__Work request__. Within the records below is a range that opens at the line with "pub fn open(dir: impl" and closes at the line with "let doc = reader.document(position)?;". Return that range word for word, both ends included, and only that range.

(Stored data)
____
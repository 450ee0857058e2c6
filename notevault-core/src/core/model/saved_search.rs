use serde::{Deserialize, Serialize};

/// A named search query, unique per account by case-insensitive name.
#[derive(Debug, Clone, Default, PartialEq, Serialize, Deserialize)]
#[serde(rename_all = "camelCase")]
pub struct SavedSearch {
    pub local_id: String,
    pub guid: Option<String>,
    pub name: Option<String>,
    pub query: Option<String>,
    pub query_format: Option<i32>,
    pub update_sequence_number: Option<i32>,
    pub include_account: Option<bool>,
    pub include_personal_linked_notebooks: Option<bool>,
    pub include_business_linked_notebooks: Option<bool>,
    pub is_dirty: bool,
    pub is_local: bool,
    pub is_favorited: bool,
}

impl SavedSearch {
    pub fn new(name: impl Into<String>, query: impl Into<String>) -> Self {
        Self {
            local_id: crate::core::identity::new_local_id(),
            name: Some(name.into()),
            query: Some(query.into()),
            query_format: Some(1),
            is_dirty: true,
            ..Default::default()
        }
    }
}
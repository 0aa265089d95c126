//! Consistency scan and surgical field removal over index segments.

mod scan;
mod surgery;

pub use scan::{IndexRepair, ScanReport};
pub use surgery::FieldSurgeon;
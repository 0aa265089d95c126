//! Binary entry point for the index consistency repair driver.
#![forbid(unsafe_code)]

use std::path::{Path, PathBuf};
use std::process::ExitCode;

use clap::{Parser, ValueEnum};
use tracing::error;
use tracing_subscriber::EnvFilter;

use remora::paths::{ensure_store_root, IndexPaths};
use remora::repair::{IndexRepair, ScanReport};

#[derive(Parser, Debug)]
#[command(
    name = "remora",
    version,
    about = "Scans the full-text index segments of a graph store for documents missing the _id_ field"
)]
struct Cli {
    /// Path to the graph store root (must contain the store metadata file).
    #[arg(value_name = "STORE_ROOT")]
    store_root: PathBuf,

    /// Deletion policy: "true" or "repair" (case-insensitive) tombstones
    /// damaged documents; anything else or absent scans report-only.
    #[arg(value_name = "POLICY")]
    policy: Option<String>,

    /// Output format for per-segment reports.
    #[arg(long, value_enum, default_value_t = OutputFormat::Text)]
    format: OutputFormat,
}

#[derive(Clone, Copy, Debug, ValueEnum)]
enum OutputFormat {
    Text,
    Json,
}

fn main() -> ExitCode {
    tracing_subscriber::fmt()
        .with_env_filter(EnvFilter::from_default_env())
        .with_writer(std::io::stderr)
        .init();

    let cli = Cli::parse();
    if let Err(err) = ensure_store_root(&cli.store_root) {
        eprintln!("{err}");
        return ExitCode::from(1);
    }

    let delete_damaged = cli
        .policy
        .as_deref()
        .is_some_and(|policy| {
            policy.eq_ignore_ascii_case("true") || policy.eq_ignore_ascii_case("repair")
        });

    println!(
        "starting scan in store {}",
        cli.store_root.display()
    );
    if delete_damaged {
        println!("repair option set: documents without the id field will be deleted");
    }

    let paths = IndexPaths::from_root(&cli.store_root);
    let segments = match collect_segments(&paths) {
        Ok(segments) => segments,
        Err(err) => {
            eprintln!("failed to enumerate index directories: {err}");
            return ExitCode::from(1);
        }
    };

    let mut reports = Vec::new();
    let mut failed = 0usize;
    for segment in &segments {
        match scan_segment(segment, delete_damaged) {
            Ok(report) => reports.push(report),
            Err(err) => {
                error!(segment = %segment.display(), %err, "repair.scan.failed");
                eprintln!("segment {} failed: {err}", segment.display());
                failed += 1;
            }
        }
    }

    match cli.format {
        OutputFormat::Json => match serde_json::to_string_pretty(&reports) {
            Ok(json) => println!("{json}"),
            Err(err) => {
                eprintln!("failed to serialize reports: {err}");
                failed += 1;
            }
        },
        OutputFormat::Text => {
            for report in &reports {
                print_report_text(report);
            }
            let damaged: u64 = reports.iter().map(ScanReport::damaged_count).sum();
            let scanned: u64 = reports.iter().map(|r| r.scanned_docs).sum();
            println!(
                "done: {} segments, {scanned} documents scanned, {damaged} damaged, {failed} failed",
                reports.len()
            );
        }
    }

    if failed > 0 {
        ExitCode::from(1)
    } else {
        ExitCode::SUCCESS
    }
}

fn collect_segments(paths: &IndexPaths) -> remora::Result<Vec<PathBuf>> {
    let mut segments = paths.node_indexes()?;
    segments.extend(paths.relationship_indexes()?);
    Ok(segments)
}

fn scan_segment(segment: &Path, delete_damaged: bool) -> remora::Result<ScanReport> {
    let mut repair = IndexRepair::open(segment)?;
    repair.set_delete_damaged(delete_damaged);
    Ok(repair.scan()?.clone())
}

fn print_report_text(report: &ScanReport) {
    println!(
        "segment {}: scanned={} damaged={} skipped_deleted={} deleted={}",
        report.segment,
        report.scanned_docs,
        report.damaged_count(),
        report.skipped_deleted,
        report.deleted
    );
}
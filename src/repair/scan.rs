use std::path::{Path, PathBuf};

use serde::Serialize;
use tracing::info;

use crate::error::Result;
use crate::store::{Document, SegmentReader};

/// Outcome of one scan over a segment.
#[derive(Clone, Debug, Default, Serialize)]
pub struct ScanReport {
    /// Display form of the segment directory scanned.
    pub segment: String,
    /// Live documents read and classified.
    pub scanned_docs: u64,
    /// Tombstoned slots skipped without classification.
    pub skipped_deleted: u64,
    /// Tombstones applied by this scan (zero in report-only mode).
    pub deleted: u64,
    /// Snapshots of the damaged documents, retained for diagnostics.
    pub damaged: Vec<Document>,
}

impl ScanReport {
    /// Number of damaged documents found.
    pub fn damaged_count(&self) -> u64 {
        self.damaged.len() as u64
    }
}

/// Consistency scanner for one segment: classifies every live document as
/// healthy or damaged by presence of the identifier field, and under the
/// delete policy tombstones the damaged ones in a single committed batch.
#[derive(Debug)]
pub struct IndexRepair {
    dir: PathBuf,
    delete_damaged: bool,
    last: ScanReport,
}

impl IndexRepair {
    /// Binds a scanner to the segment at `dir`, verifying it opens as a
    /// document store.
    pub fn open(dir: impl AsRef<Path>) -> Result<Self> {
        let dir = dir.as_ref().to_path_buf();
        SegmentReader::open(&dir)?;
        Ok(Self {
            dir,
            delete_damaged: false,
            last: ScanReport::default(),
        })
    }

    /// Enables or disables tombstoning of damaged documents. Default off:
    /// report-only mode.
    pub fn set_delete_damaged(&mut self, delete_damaged: bool) {
        self.delete_damaged = delete_damaged;
    }

    /// Current deletion policy.
    pub fn delete_damaged(&self) -> bool {
        self.delete_damaged
    }

    /// Scans every committed slot in store order. Tombstoned slots are
    /// counted as skipped and never classified; live documents lacking the
    /// identifier field are recorded as damaged and, under the delete
    /// policy, tombstoned. All tombstones from the pass become durable in
    /// one commit after the full pass.
    pub fn scan(&mut self) -> Result<&ScanReport> {
        let mut reader = SegmentReader::open(&self.dir)?;
        let mut report = ScanReport {
            segment: self.dir.display().to_string(),
            ..ScanReport::default()
        };

        for position in 0..reader.max_doc() {
            if reader.is_deleted(position) {
                report.skipped_deleted += 1;
                continue;
            }
            let doc = reader.document(position)?;
            report.scanned_docs += 1;
            if doc.has_identifier() {
                continue;
            }
            report.damaged.push(doc);
            if self.delete_damaged {
                reader.delete_document(position)?;
                report.deleted += 1;
            }
        }
        reader.commit()?;
        drop(reader);

        info!(
            segment = %report.segment,
            scanned = report.scanned_docs,
            damaged = report.damaged.len(),
            skipped_deleted = report.skipped_deleted,
            deleted = report.deleted,
            "repair.scan.completed"
        );
        self.last = report;
        Ok(&self.last)
    }

    /// Damaged documents found by the most recent scan; zero before any.
    pub fn damaged_count(&self) -> u64 {
        self.last.damaged_count()
    }

    /// Live documents read by the most recent scan; zero before any.
    pub fn total_count(&self) -> u64 {
        self.last.scanned_docs
    }

    /// Report of the most recent scan; zero state before any.
    pub fn last_report(&self) -> &ScanReport {
        &self.last
    }
}
#![allow(missing_docs)]

use std::path::{Path, PathBuf};

use remora::repair::{FieldSurgeon, IndexRepair};
use remora::store::{Document, SegmentReader, SegmentWriter, ID_FIELD};
use tempfile::TempDir;

fn seed_segment(dir: &Path, ids: std::ops::RangeInclusive<u64>) {
    let mut writer = SegmentWriter::open(dir).expect("open writer");
    for id in ids {
        let mut doc = Document::for_entity(id);
        doc.add_field("key", format!("value{id}"));
        writer.add_document(&doc).expect("add document");
    }
    writer.commit().expect("commit");
}

fn setup_segment(name: &str, ids: std::ops::RangeInclusive<u64>) -> (TempDir, PathBuf) {
    let tmp = TempDir::new().expect("tempdir");
    let dir = tmp.path().join(name);
    seed_segment(&dir, ids);
    (tmp, dir)
}

fn live_entity_ids(dir: &Path) -> Vec<u64> {
    let reader = SegmentReader::open(dir).expect("open reader");
    let mut ids = Vec::new();
    for position in 0..reader.max_doc() {
        if reader.is_deleted(position) {
            continue;
        }
        let doc = reader.document(position).expect("document");
        if let Some(raw) = doc.get(ID_FIELD) {
            ids.push(raw.parse().expect("numeric id"));
        }
    }
    ids.sort_unstable();
    ids
}

#[test]
fn counts_are_zero_before_any_scan() {
    let (_tmp, dir) = setup_segment("seg", 1..=3);
    let repair = IndexRepair::open(&dir).expect("open");
    assert_eq!(repair.damaged_count(), 0);
    assert_eq!(repair.total_count(), 0);
    assert!(!repair.delete_damaged());
}

#[test]
fn healthy_segment_scans_clean_in_both_modes() {
    let (_tmp, dir) = setup_segment("seg", 1..=10);

    let mut repair = IndexRepair::open(&dir).expect("open");
    let report = repair.scan().expect("scan");
    assert_eq!(report.damaged_count(), 0);
    assert_eq!(report.scanned_docs, 10);

    let mut repair = IndexRepair::open(&dir).expect("open");
    repair.set_delete_damaged(true);
    let report = repair.scan().expect("scan");
    assert_eq!(report.damaged_count(), 0);
    assert_eq!(report.scanned_docs, 10);
    assert_eq!(report.deleted, 0);

    assert_eq!(live_entity_ids(&dir).len(), 10);
}

#[test]
fn report_only_scan_leaves_damaged_document_live() {
    let (_tmp, dir) = setup_segment("seg", 1..=2);
    FieldSurgeon::open(&dir)
        .expect("open surgeon")
        .remove_field(1, ID_FIELD)
        .expect("remove field");

    let mut repair = IndexRepair::open(&dir).expect("open");
    let report = repair.scan().expect("scan");
    assert_eq!(report.damaged_count(), 1);
    assert_eq!(report.scanned_docs, 2);
    assert_eq!(report.skipped_deleted, 1);
    assert_eq!(report.deleted, 0);
    assert_eq!(repair.damaged_count(), 1);
    assert_eq!(repair.total_count(), 2);

    // The damaged document is still live and retrievable by its surviving
    // field, but lookup by identifier finds nothing.
    let reader = SegmentReader::open(&dir).expect("open reader");
    let by_key = reader.search_exact("key", "value1", 2).expect("search");
    assert_eq!(by_key.len(), 1);
    assert!(!by_key[0].1.has_identifier());
    assert!(reader
        .search_exact(ID_FIELD, "1", 2)
        .expect("search")
        .is_empty());
}

#[test]
fn delete_scan_removes_damaged_document() {
    let (_tmp, dir) = setup_segment("seg", 1..=2);
    FieldSurgeon::open(&dir)
        .expect("open surgeon")
        .remove_field(1, ID_FIELD)
        .expect("remove field");

    let mut repair = IndexRepair::open(&dir).expect("open");
    repair.set_delete_damaged(true);
    let report = repair.scan().expect("scan");
    assert_eq!(report.damaged_count(), 1);
    assert_eq!(report.deleted, 1);

    // An independent scan over the same segment sees one fewer live
    // document and nothing damaged.
    let mut rescan = IndexRepair::open(&dir).expect("open");
    let report = rescan.scan().expect("scan");
    assert_eq!(report.damaged_count(), 0);
    assert_eq!(report.scanned_docs, 1);
    assert_eq!(report.skipped_deleted, 2);

    assert_eq!(live_entity_ids(&dir), vec![2]);
}

#[test]
fn end_to_end_delete_mode_over_one_hundred_documents() {
    let (_tmp, dir) = setup_segment("node1", 1..=100);
    FieldSurgeon::open(&dir)
        .expect("open surgeon")
        .remove_field(51, ID_FIELD)
        .expect("remove field");

    let mut repair = IndexRepair::open(&dir).expect("open");
    repair.set_delete_damaged(true);
    let report = repair.scan().expect("scan");
    assert_eq!(report.damaged_count(), 1);
    assert_eq!(report.scanned_docs, 100);

    let reader = SegmentReader::open(&dir).expect("open reader");
    assert!(reader
        .search_exact("key", "value51", 2)
        .expect("search")
        .is_empty());
    for id in (1..=100u64).filter(|id| *id != 51) {
        let hits = reader
            .search_exact("key", &format!("value{id}"), 2)
            .expect("search");
        assert_eq!(hits.len(), 1, "entity {id} should remain retrievable");
        assert_eq!(hits[0].1.entity_id().expect("id"), id);
    }
}

#[test]
fn end_to_end_report_mode_keeps_corrupted_state_untouched() {
    let (_tmp, dir) = setup_segment("node1", 1..=100);
    FieldSurgeon::open(&dir)
        .expect("open surgeon")
        .remove_field(51, ID_FIELD)
        .expect("remove field");

    let mut repair = IndexRepair::open(&dir).expect("open");
    let report = repair.scan().expect("scan");
    assert_eq!(report.damaged_count(), 1);
    assert_eq!(report.scanned_docs, 100);
    assert_eq!(report.damaged[0].get("key"), Some("value51"));

    let reader = SegmentReader::open(&dir).expect("open reader");
    let hits = reader.search_exact("key", "value51", 2).expect("search");
    assert_eq!(hits.len(), 1);
    assert!(reader
        .search_exact(ID_FIELD, "51", 2)
        .expect("search")
        .is_empty());
}

#[test]
fn scanner_reuse_reports_each_scan_independently() {
    let (_tmp, dir) = setup_segment("seg", 1..=3);
    let mut repair = IndexRepair::open(&dir).expect("open");
    repair.scan().expect("first scan");
    assert_eq!(repair.total_count(), 3);

    FieldSurgeon::open(&dir)
        .expect("open surgeon")
        .remove_field(2, ID_FIELD)
        .expect("remove field");

    let report = repair.scan().expect("second scan");
    assert_eq!(report.damaged_count(), 1);
    assert_eq!(report.skipped_deleted, 1);
    assert_eq!(repair.total_count(), 3);
}

#[test]
fn opening_a_scanner_on_a_missing_segment_fails() {
    let tmp = TempDir::new().expect("tempdir");
    let err = IndexRepair::open(tmp.path().join("absent")).unwrap_err();
    assert!(matches!(err, remora::RepairError::Io(_)));
}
____
__Task answer__.
    pub fn open(dir: impl AsRef<Path>) -> Result<Self> {
        let dir = dir.as_ref().to_path_buf();
        SegmentReader::open(&dir)?;
        Ok(Self {
            dir,
            delete_damaged: false,
            last: ScanReport::default(),
        })
    }

    /// Enables or disables tombstoning of damaged documents. Default off:
    /// report-only mode.
    pub fn set_delete_damaged(&mut self, delete_damaged: bool) {
        self.delete_damaged = delete_damaged;
    }

    /// Current deletion policy.
    pub fn delete_damaged(&self) -> bool {
        self.delete_damaged
    }

    /// Scans every committed slot in store order. Tombstoned slots are
    /// counted as skipped and never classified; live documents lacking the
    /// identifier field are recorded as damaged and, under the delete
    /// policy, tombstoned. All tombstones from the pass become durable in
    /// one commit after the full pass.
    pub fn scan(&mut self) -> Result<&ScanReport> {
        let mut reader = SegmentReader::open(&self.dir)?;
        let mut report = ScanReport {
            segment: self.dir.display().to_string(),
            ..ScanReport::default()
        };

        for position in 0..reader.max_doc() {
            if reader.is_deleted(position) {
                report.skipped_deleted += 1;
                continue;
            }
            let doc = reader.document(position)?;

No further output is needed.